● **WHAT YOU NEED TO DO**
Each line below that contains the word "Instant" must be copied.
────────────────
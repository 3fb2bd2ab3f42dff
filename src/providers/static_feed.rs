//! Static GTFS schedule loader.
//!
//! Reads a GTFS feed from a local zip, an extracted directory, or a remote
//! URL and builds a [`GtfsSchedule`]. Any malformed input is a hard error:
//! without a schedule there is nothing to serve.

use std::fs::File;
use std::io::{Cursor, Read, Seek};
use std::path::{Path, PathBuf};
use std::sync::Arc;
use std::time::{Duration, Instant};

use futures::future::BoxFuture;
use serde::de::DeserializeOwned;
use tracing::{debug, info, warn};
use zip::result::ZipError;
use zip::ZipArchive;

use crate::cache::ScheduleLoader;
use crate::clock::Clock;
use crate::gtfs::{GtfsError, GtfsSchedule, ScheduleTables};

/// Maximum allowed download size for a GTFS zip (500 MB)
const MAX_DOWNLOAD_SIZE: u64 = 500 * 1024 * 1024;
/// Maximum allowed total decompressed size for a GTFS zip (2 GB)
const MAX_DECOMPRESSED_SIZE: u64 = 2 * 1024 * 1024 * 1024;

/// Where the static feed lives.
#[derive(Debug, Clone)]
pub enum ScheduleLocation {
    /// A `.zip` file or a directory of extracted `.txt` tables.
    Path(PathBuf),
    Url(String),
}

#[derive(Clone)]
pub struct GtfsStaticProvider {
    location: ScheduleLocation,
    client: reqwest::Client,
    clock: Arc<dyn Clock>,
}

impl GtfsStaticProvider {
    pub fn new(location: ScheduleLocation, clock: Arc<dyn Clock>) -> Result<Self, GtfsError> {
        let client = reqwest::Client::builder()
            .timeout(Duration::from_secs(300))
            .connect_timeout(Duration::from_secs(30))
            .build()?;

        Ok(Self {
            location,
            client,
            clock,
        })
    }

    /// Load and index the full schedule.
    pub async fn load_schedule(&self) -> Result<GtfsSchedule, GtfsError> {
        let started = Instant::now();

        let tables = match &self.location {
            ScheduleLocation::Path(path) => {
                let path = path.clone();
                info!(path = %path.display(), "Loading GTFS schedule from disk");
                tokio::task::spawn_blocking(move || read_path(&path)).await??
            }
            ScheduleLocation::Url(url) => {
                info!(url = %url, "Downloading GTFS schedule");
                let bytes = self.download(url).await?;
                tokio::task::spawn_blocking(move || {
                    let mut archive = ZipArchive::new(Cursor::new(bytes))?;
                    read_zip(&mut archive)
                })
                .await??
            }
        };

        let schedule = GtfsSchedule::new(tables, self.clock.now());
        info!(
            routes = schedule.routes.len(),
            stops = schedule.stops.len(),
            trips = schedule.trips.len(),
            elapsed_ms = started.elapsed().as_millis() as u64,
            "Loaded GTFS schedule"
        );
        Ok(schedule)
    }

    async fn download(&self, url: &str) -> Result<bytes::Bytes, GtfsError> {
        let response = self.client.get(url).send().await?;

        if !response.status().is_success() {
            return Err(GtfsError::NetworkMessage(format!(
                "GTFS download HTTP {}",
                response.status()
            )));
        }

        if let Some(length) = response.content_length() {
            if length > MAX_DOWNLOAD_SIZE {
                return Err(GtfsError::NetworkMessage(format!(
                    "GTFS download too large: {} bytes (max {} bytes)",
                    length, MAX_DOWNLOAD_SIZE
                )));
            }
        }

        let bytes = response.bytes().await?;
        if bytes.len() as u64 > MAX_DOWNLOAD_SIZE {
            return Err(GtfsError::NetworkMessage(format!(
                "GTFS download too large: {} bytes (max {} bytes)",
                bytes.len(),
                MAX_DOWNLOAD_SIZE
            )));
        }
        debug!(bytes = bytes.len(), "Downloaded GTFS zip");
        Ok(bytes)
    }
}

impl ScheduleLoader for GtfsStaticProvider {
    fn load(&self) -> BoxFuture<'_, Result<GtfsSchedule, GtfsError>> {
        Box::pin(self.load_schedule())
    }
}

/// A container of GTFS `.txt` tables.
pub(crate) trait TableSource {
    /// Open a table by file name, `None` when the feed does not include it.
    fn open(&mut self, name: &str) -> Result<Option<Box<dyn Read + '_>>, GtfsError>;
}

impl<R: Read + Seek> TableSource for ZipArchive<R> {
    fn open(&mut self, name: &str) -> Result<Option<Box<dyn Read + '_>>, GtfsError> {
        match self.by_name(name) {
            Ok(file) => Ok(Some(Box::new(file))),
            Err(ZipError::FileNotFound) => Ok(None),
            Err(e) => Err(e.into()),
        }
    }
}

/// Extracted feed on disk.
struct DirectorySource(PathBuf);

impl TableSource for DirectorySource {
    fn open(&mut self, name: &str) -> Result<Option<Box<dyn Read + '_>>, GtfsError> {
        match File::open(self.0.join(name)) {
            Ok(file) => Ok(Some(Box::new(file))),
            Err(e) if e.kind() == std::io::ErrorKind::NotFound => Ok(None),
            Err(e) => Err(e.into()),
        }
    }
}

/// Blocking: read a zip file or directory.
fn read_path(path: &Path) -> Result<ScheduleTables, GtfsError> {
    if path.is_dir() {
        return read_tables(&mut DirectorySource(path.to_path_buf()));
    }
    let mut archive = ZipArchive::new(File::open(path)?)?;
    read_zip(&mut archive)
}

/// Blocking: read all tables out of a zip after checking its expanded size.
pub(crate) fn read_zip<R: Read + Seek>(archive: &mut ZipArchive<R>) -> Result<ScheduleTables, GtfsError> {
    let mut total_uncompressed: u64 = 0;
    for i in 0..archive.len() {
        total_uncompressed += archive.by_index(i)?.size();
    }
    if total_uncompressed > MAX_DECOMPRESSED_SIZE {
        return Err(GtfsError::ParseError(format!(
            "GTFS zip decompressed size {} bytes exceeds limit {} bytes",
            total_uncompressed, MAX_DECOMPRESSED_SIZE
        )));
    }
    debug!(
        decompressed_mb = total_uncompressed / (1024 * 1024),
        "Verified GTFS zip size within limits"
    );
    read_tables(archive)
}

/// Parse every table the engine uses.
pub(crate) fn read_tables(source: &mut dyn TableSource) -> Result<ScheduleTables, GtfsError> {
    let tables = ScheduleTables {
        agencies: required(source, "agency.txt")?,
        routes: required(source, "routes.txt")?,
        stops: required(source, "stops.txt")?,
        trips: required(source, "trips.txt")?,
        stop_times: required(source, "stop_times.txt")?,
        calendars: optional(source, "calendar.txt")?,
        calendar_dates: optional(source, "calendar_dates.txt")?,
        shapes: optional(source, "shapes.txt")?,
    };

    let stops_without_coords = tables
        .stops
        .iter()
        .filter(|s| s.coordinates().is_none())
        .count();
    let stop_times_without_sequence = tables
        .stop_times
        .iter()
        .filter(|st| st.stop_sequence.is_none())
        .count();
    let malformed_shape_points = tables
        .shapes
        .iter()
        .filter(|p| p.shape_pt_lat.is_none() || p.shape_pt_lon.is_none())
        .count();
    if stops_without_coords + stop_times_without_sequence + malformed_shape_points > 0 {
        warn!(
            stops_without_coords,
            stop_times_without_sequence,
            malformed_shape_points,
            "GTFS feed has unparseable numeric fields, treating them as absent"
        );
    }

    Ok(tables)
}

fn required<T: DeserializeOwned>(
    source: &mut dyn TableSource,
    name: &'static str,
) -> Result<Vec<T>, GtfsError> {
    let reader = source.open(name)?.ok_or(GtfsError::MissingTable(name))?;
    parse_table(reader, name)
}

fn optional<T: DeserializeOwned>(
    source: &mut dyn TableSource,
    name: &'static str,
) -> Result<Vec<T>, GtfsError> {
    match source.open(name)? {
        Some(reader) => parse_table(reader, name),
        None => {
            info!(table = name, "Optional GTFS table not present");
            Ok(Vec::new())
        }
    }
}

fn parse_table<T: DeserializeOwned>(reader: impl Read, name: &str) -> Result<Vec<T>, GtfsError> {
    let mut rdr = csv::ReaderBuilder::new()
        .trim(csv::Trim::All)
        .flexible(true)
        .from_reader(reader);

    let mut rows = Vec::new();
    for record in rdr.deserialize() {
        rows.push(record?);
    }
    info!(table = name, rows = rows.len(), "Parsed GTFS table");
    Ok(rows)
}

#[cfg(test)]
mod tests {
    use super::*;
    use crate::testing::{MemoryTables, SAMPLE_TABLES};
    use std::io::Write;

    #[test]
    fn test_reads_all_sample_tables() {
        let tables = read_tables(&mut MemoryTables::sample()).unwrap();
        assert_eq!(tables.agencies.len(), 2);
        assert_eq!(tables.routes.len(), 4);
        assert_eq!(tables.trips.len(), 5);
        assert_eq!(tables.calendar_dates.len(), 2);
        assert!(!tables.shapes.is_empty());
    }

    #[test]
    fn test_missing_required_table_is_an_error() {
        let mut source = MemoryTables::sample().without("stop_times.txt");
        let err = read_tables(&mut source).unwrap_err();
        assert!(matches!(err, GtfsError::MissingTable("stop_times.txt")));
    }

    #[test]
    fn test_missing_required_column_is_an_error() {
        let mut source = MemoryTables::sample().with(
            "trips.txt",
            "route_id,trip_id\n1,only_trip\n",
        );
        let err = read_tables(&mut source).unwrap_err();
        assert!(matches!(err, GtfsError::Csv(_)));
    }

    #[test]
    fn test_optional_tables_may_be_absent() {
        let mut source = MemoryTables::sample()
            .without("calendar_dates.txt")
            .without("shapes.txt");
        let tables = read_tables(&mut source).unwrap();
        assert!(tables.calendar_dates.is_empty());
        assert!(tables.shapes.is_empty());
        assert_eq!(tables.calendars.len(), 2);
    }

    #[test]
    fn test_malformed_numbers_become_absent() {
        let tables = read_tables(&mut MemoryTables::sample()).unwrap();
        let bad_sequence = tables
            .stop_times
            .iter()
            .find(|st| st.trip_id.ends_with("129900_1..N03R") && st.stop_id == "101N")
            .unwrap();
        assert_eq!(bad_sequence.stop_sequence, None);

        let bad_stop = tables.stops.iter().find(|s| s.stop_id == "902").unwrap();
        assert_eq!(bad_stop.stop_lat, None);
        assert_eq!(bad_stop.stop_lon, Some(-73.986229));
    }

    #[test]
    fn test_empty_optional_columns_are_none() {
        let tables = read_tables(&mut MemoryTables::sample()).unwrap();
        let shuttle = tables.routes.iter().find(|r| r.route_id == "GS").unwrap();
        assert_eq!(shuttle.route_color, None);
        let shuttle_trip = tables.trips.iter().find(|t| t.route_id == "GS").unwrap();
        assert_eq!(shuttle_trip.shape_id, None);
    }

    fn write_sample_dir(name: &str) -> PathBuf {
        let dir = std::env::temp_dir().join(format!("transit-live-{}-{}", name, std::process::id()));
        std::fs::create_dir_all(&dir).unwrap();
        for (table, content) in SAMPLE_TABLES {
            std::fs::write(dir.join(table), content).unwrap();
        }
        dir
    }

    #[test]
    fn test_reads_extracted_directory() {
        let dir = write_sample_dir("dir");
        std::fs::remove_file(dir.join("shapes.txt")).unwrap();

        let result = read_path(&dir);
        std::fs::remove_dir_all(&dir).unwrap();

        let tables = result.unwrap();
        assert_eq!(tables.routes.len(), 4);
        assert_eq!(tables.stops.len(), 13);
        assert_eq!(tables.stop_times.len(), 13);
        assert_eq!(tables.calendar_dates.len(), 2);
        assert!(tables.shapes.is_empty());
    }

    #[test]
    fn test_directory_missing_required_table() {
        let dir = write_sample_dir("dir-missing");
        std::fs::remove_file(dir.join("trips.txt")).unwrap();

        let result = read_path(&dir);
        std::fs::remove_dir_all(&dir).unwrap();

        assert!(matches!(result, Err(GtfsError::MissingTable("trips.txt"))));
    }

    #[tokio::test]
    async fn test_provider_loads_directory() {
        let dir = write_sample_dir("provider");
        let now = crate::testing::test_now();
        let provider = GtfsStaticProvider::new(
            ScheduleLocation::Path(dir.clone()),
            Arc::new(crate::testing::ManualClock::new(now)),
        )
        .unwrap();

        let result = provider.load_schedule().await;
        std::fs::remove_dir_all(&dir).unwrap();

        let schedule = result.unwrap();
        assert_eq!(schedule.trips.len(), 5);
        assert_eq!(schedule.loaded_at, now);
    }

    #[test]
    fn test_reads_tables_from_zip() {
        let mut writer = zip::ZipWriter::new(Cursor::new(Vec::new()));
        for (name, content) in SAMPLE_TABLES {
            writer
                .start_file(*name, zip::write::FileOptions::default())
                .unwrap();
            writer.write_all(content.as_bytes()).unwrap();
        }
        let cursor = writer.finish().unwrap();

        let mut archive = ZipArchive::new(Cursor::new(cursor.into_inner())).unwrap();
        let tables = read_zip(&mut archive).unwrap();
        assert_eq!(tables.routes.len(), 4);
        assert_eq!(tables.stop_times.len(), 13);
    }
}
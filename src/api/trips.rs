use axum::{
    extract::{Path, Query, State},
    Json,
};
use serde::Deserialize;
use utoipa::IntoParams;

use crate::api::{not_found, unavailable, ApiError, AppState, ErrorResponse};
use crate::models::{LiveTripsResponse, TripDetail};

const DEFAULT_LIVE_LIMIT: usize = 50;
const MAX_LIVE_LIMIT: usize = 500;

/// Full schedule of a trip with live estimates and progress
#[utoipa::path(
    get,
    path = "/api/trips/{trip_id}",
    params(("trip_id" = String, Path, description = "Static GTFS trip id")),
    responses(
        (status = 200, description = "Trip detail", body = TripDetail),
        (status = 404, description = "Trip not found", body = ErrorResponse),
        (status = 503, description = "Schedule unavailable", body = ErrorResponse)
    ),
    tag = "trips"
)]
pub async fn get_trip(
    State(state): State<AppState>,
    Path(trip_id): Path<String>,
) -> Result<Json<TripDetail>, ApiError> {
    state
        .transit
        .trip_detail(&trip_id)
        .await
        .map_err(unavailable)?
        .map(Json)
        .ok_or_else(|| not_found("Trip", &trip_id))
}

#[derive(Debug, Deserialize, IntoParams)]
pub struct LiveTripsQuery {
    /// Route id or short name
    pub route: Option<String>,
    /// Maximum number of trips (default 50, max 500)
    pub limit: Option<usize>,
}

/// Trips running today that the live feed is reporting on
#[utoipa::path(
    get,
    path = "/api/trips/live",
    params(LiveTripsQuery),
    responses(
        (status = 200, description = "Live trips with progress", body = LiveTripsResponse),
        (status = 503, description = "Schedule unavailable", body = ErrorResponse)
    ),
    tag = "trips"
)]
pub async fn list_live_trips(
    State(state): State<AppState>,
    Query(query): Query<LiveTripsQuery>,
) -> Result<Json<LiveTripsResponse>, ApiError> {
    let limit = query.limit.unwrap_or(DEFAULT_LIVE_LIMIT).min(MAX_LIVE_LIMIT);
    let response = state
        .transit
        .live_trips(query.route.as_deref(), limit)
        .await
        .map_err(unavailable)?;
    Ok(Json(response))
}
/// Errors raised while loading or decoding GTFS data.
///
/// Static-schedule loads propagate these to the caller. The realtime
/// provider catches them at its boundary and degrades to an empty feed.
#[derive(Debug, thiserror::Error)]
pub enum GtfsError {
    #[error("I/O error: {0}")]
    Io(#[from] std::io::Error),
    #[error("Zip error: {0}")]
    Zip(#[from] zip::result::ZipError),
    #[error("CSV error: {0}")]
    Csv(#[from] csv::Error),
    #[error("Network error: {0}")]
    Network(#[from] reqwest::Error),
    #[error("Network error: {0}")]
    NetworkMessage(String),
    #[error("Protobuf decode error: {0}")]
    Decode(#[from] prost::DecodeError),
    #[error("Required table {0} is missing from the GTFS feed")]
    MissingTable(&'static str),
    #[error("Parse error: {0}")]
    ParseError(String),
    #[error("Loader task failed: {0}")]
    Join(#[from] tokio::task::JoinError),
}
mod api;
mod cache;
mod clock;
mod config;
mod gtfs;
mod models;
mod providers;
mod services;
#[cfg(test)]
mod testing;

use axum::http::{header, HeaderValue, Method};
use std::sync::Arc;
use tower_http::{
    cors::{Any, CorsLayer},
    trace::TraceLayer,
};
use tracing::{info, warn};
use tracing_subscriber::{layer::SubscriberExt, util::SubscriberInitExt};
use utoipa_swagger_ui::SwaggerUi;

use api::AppState;
use cache::FeedCache;
use clock::{Clock, SystemClock};
use config::Config;
use providers::{GtfsRealtimeProvider, GtfsStaticProvider};
use services::TransitService;

#[tokio::main]
async fn main() -> Result<(), Box<dyn std::error::Error>> {
    // Initialize tracing
    tracing_subscriber::registry()
        .with(
            tracing_subscriber::EnvFilter::try_from_default_env().unwrap_or_else(|_| {
                "transit_live=debug,tower_http=debug,axum::rejection=trace".into()
            }),
        )
        .with(tracing_subscriber::fmt::layer())
        .init();

    let config_path =
        std::env::var("TRANSIT_CONFIG").unwrap_or_else(|_| "config.yaml".to_string());
    info!(path = %config_path, "Loading config");
    let config = Config::load(&config_path)?;
    let tz = config.tz()?;

    let clock: Arc<dyn Clock> = Arc::new(SystemClock);
    let static_provider = GtfsStaticProvider::new(config.schedule_location()?, clock.clone())?;

    if config.realtime.feeds.is_empty() {
        warn!("No realtime feeds configured, serving schedule data only");
    }
    let realtime_provider = GtfsRealtimeProvider::new(
        config.realtime.feeds.clone(),
        config.realtime.api_key.clone(),
        config.live_timeout(),
        clock.clone(),
    )?;

    let cache = Arc::new(FeedCache::new(
        Arc::new(static_provider),
        Arc::new(realtime_provider),
        clock,
        config.cache_policy(),
    ));

    // No schedule, nothing to serve: fail before binding
    info!("Warming schedule cache");
    let schedule = cache.schedule().await?;
    info!(
        agency = schedule.agency().map(|a| a.agency_name.as_str()).unwrap_or("unknown"),
        routes = schedule.routes.len(),
        timezone = %tz,
        "Schedule ready"
    );
    drop(schedule);

    let state = AppState {
        transit: TransitService::new(cache, tz),
    };

    // Configure CORS
    let cors = CorsLayer::new()
        .allow_methods([Method::GET, Method::POST])
        .allow_headers([header::CONTENT_TYPE]);
    let cors = if config.cors_permissive {
        warn!("CORS permissive mode enabled - allowing all origins");
        cors.allow_origin(Any)
    } else {
        let origins: Vec<HeaderValue> = config
            .cors_origins
            .iter()
            .filter_map(|origin| match origin.parse() {
                Ok(value) => Some(value),
                Err(_) => {
                    warn!(origin = %origin, "Ignoring invalid CORS origin");
                    None
                }
            })
            .collect();
        cors.allow_origin(origins)
    };

    // Build router
    let (router, openapi) = api::router(state);
    let app = router
        .merge(SwaggerUi::new("/swagger-ui").url("/api-docs/openapi.json", openapi))
        .layer(TraceLayer::new_for_http())
        .layer(cors);

    // Start server
    let listener = tokio::net::TcpListener::bind(&config.listen).await?;
    info!(address = %config.listen, "Listening");

    axum::serve(listener, app).await?;

    Ok(())
}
────────────────
● **RESPONSE AREA**
use std::time::{Duration, Instant};
        let started = Instant::now();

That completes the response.